The Offer, the information and documents contained in this press release are not being made, and have not been approved, by an authorised person for the purposes of section 21 of the Financial Services and Markets Act 2000, as amended (the “FSMA”). The communication of the information and documents contained in this press release to persons in the United Kingdom is exempt from the restrictions on financial promotions in section 21 of the FSMA on the basis that it is a communication by or on behalf of a body corporate which relates to a transaction to acquire shares in a body corporate and the object of the transaction may reasonably be regarded as being the acquisition of day to day control of the affairs of that body corporate within article 62 (Sale of body corporate) of the Financial Services and Markets Act 2000 (Financial Promotion) Order 2005.

This press release has been published in Swedish and English.
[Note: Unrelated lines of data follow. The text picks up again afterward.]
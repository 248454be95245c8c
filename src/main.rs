/*
EduTrack Attendance: roll-call sessions for the EduTrack training-center client.
Copyright (C) 2024 EduTrack

This program is free software: you can redistribute it and/or modify
it under the terms of the GNU General Public License as published by
the Free Software Foundation, either version 3 of the License, or
(at your option) any later version.

This program is distributed in the hope that it will be useful,
but WITHOUT ANY WARRANTY; without even the implied warranty of
MERCHANTABILITY or FITNESS FOR A PARTICULAR PURPOSE.  See the
GNU General Public License for more details.

You should have received a copy of the GNU General Public License
along with this program.  If not, see <https://www.gnu.org/licenses/>.
*/
mod attendance;
/// Camera access for QR roll-calls. A lease is held for as long as a QR session is open.
mod camera;
mod config;
/// Line-based operator front end.
mod console;
mod desk;
mod directory;
mod ids;
/// Where finished roll-calls are persisted.
mod sink;
mod utils;

use anyhow::Context as _;
use config::Config;
use console::Console;
use desk::AttendanceDesk;
use directory::JsonDirectory;
use sink::{HttpRecordSink, MemoryRecordSink, RecordSink};
use tokio::{io::BufReader, sync::RwLock};
use tracing::{info, warn};
use tracing_subscriber::{fmt, layer::SubscriberExt, reload, EnvFilter, Registry};

use std::{fs::File, sync::Arc};

pub type ReloadHandle = Arc<RwLock<reload::Handle<EnvFilter, Registry>>>;

fn setup_tracing(config: &Config) -> anyhow::Result<ReloadHandle> {
    let crate_name = env!("CARGO_CRATE_NAME");

    let (filter, reload_handle) = reload::Layer::new(EnvFilter::new(
        if config.is_production() && config.enable_debug_libraries {
            "info".to_string()
        } else if config.is_production() && !config.enable_debug_libraries {
            format!("{crate_name}=info")
        } else if config.enable_debug_libraries {
            "trace".to_string()
        } else {
            format!("{crate_name}=trace")
        },
    ));

    let log_file = File::create("edutrack.log").context("Failed to create subscriber")?;

    if !config.is_production() {
        let subscriber = tracing_subscriber::registry()
            .with(filter)
            .with(fmt::layer().pretty().with_writer(std::io::stderr))
            .with(fmt::layer().pretty().with_ansi(false).with_writer(log_file));

        tracing::subscriber::set_global_default(subscriber).context("Failed to set subscriber")?;
    } else {
        let subscriber = tracing_subscriber::registry()
            .with(filter)
            .with(fmt::layer().pretty().with_ansi(false).with_writer(log_file));

        tracing::subscriber::set_global_default(subscriber).context("Failed to set subscriber")?;
    }

    Ok(Arc::new(RwLock::new(reload_handle)))
}

#[tokio::main]
async fn main() -> anyhow::Result<()> {
    dotenv::dotenv().ok();
    let config = Config::from_env().context("Failed to load configuration")?;
    let reload_handle = setup_tracing(&config).context("Failed to setup tracing")?;

    info!("Tracing initialized. Continuing main...");
    let directory = Arc::new(
        JsonDirectory::load(&config.directory_path).context("Failed to load the directory")?,
    );
    let operator = directory
        .operator(&config.operator_id)
        .cloned()
        .with_context(|| format!("Operator {} is not in the directory", config.operator_id))?;

    let sink: Arc<dyn RecordSink> = match &config.records_url {
        Some(url) => Arc::new(HttpRecordSink::new(url.clone())),
        None => {
            warn!("RECORDS_URL is not set, finished roll-calls are only kept in memory");
            Arc::new(MemoryRecordSink::new())
        }
    };

    let desk = AttendanceDesk::new(directory, sink).with_timezone(config.timezone);
    let mut console = Console::new(desk, operator, Some(reload_handle));

    info!("Starting EduTrack attendance for {}...", config.operator_id);
    console::run(&mut console, BufReader::new(tokio::io::stdin())).await
}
In the event of any discrepancy in content between the two language versions, the Swedish version shall prevail.

Forward-looking information

Information in this press release relating to future events or circumstances, including information regarding future results, growth and other projections as well as benefits of the Offer, are forward-looking information. Such information may generally, but not always, be identified by the use of words such as “anticipates”, “expects”, “believes”, or similar expressions.

By its nature, forward-looking information involves risk and uncertainty, because it relates to events which depend on circumstances that may occur in the future. Due to several factors, of which a number of them are outside Norvik’s control, there are no guarantees to that actual results will not materially differ from the results expressed or implied by the forward-looking information. Any such forward-looking information only applies as per the date it was given and Norvik has no obligation (and undertakes no such obligation) to update or revise it, whether as a result of new information, future events or otherwise, except as required by applicable laws and regulations.

[1] Kivron AB is a newly-formed Swedish private limited liability company with corporate registration number 559449-9062, wholly-owned by Norvik Hf, domiciled in Stockholm and with registered address at c/o Advokatfirman Cederquist, Hovslagargatan 3, 111 48 Stockholm, Sweden.
[2] All percentages set out in this press release are based on there being 34,672,828 outstanding shares in Bergs.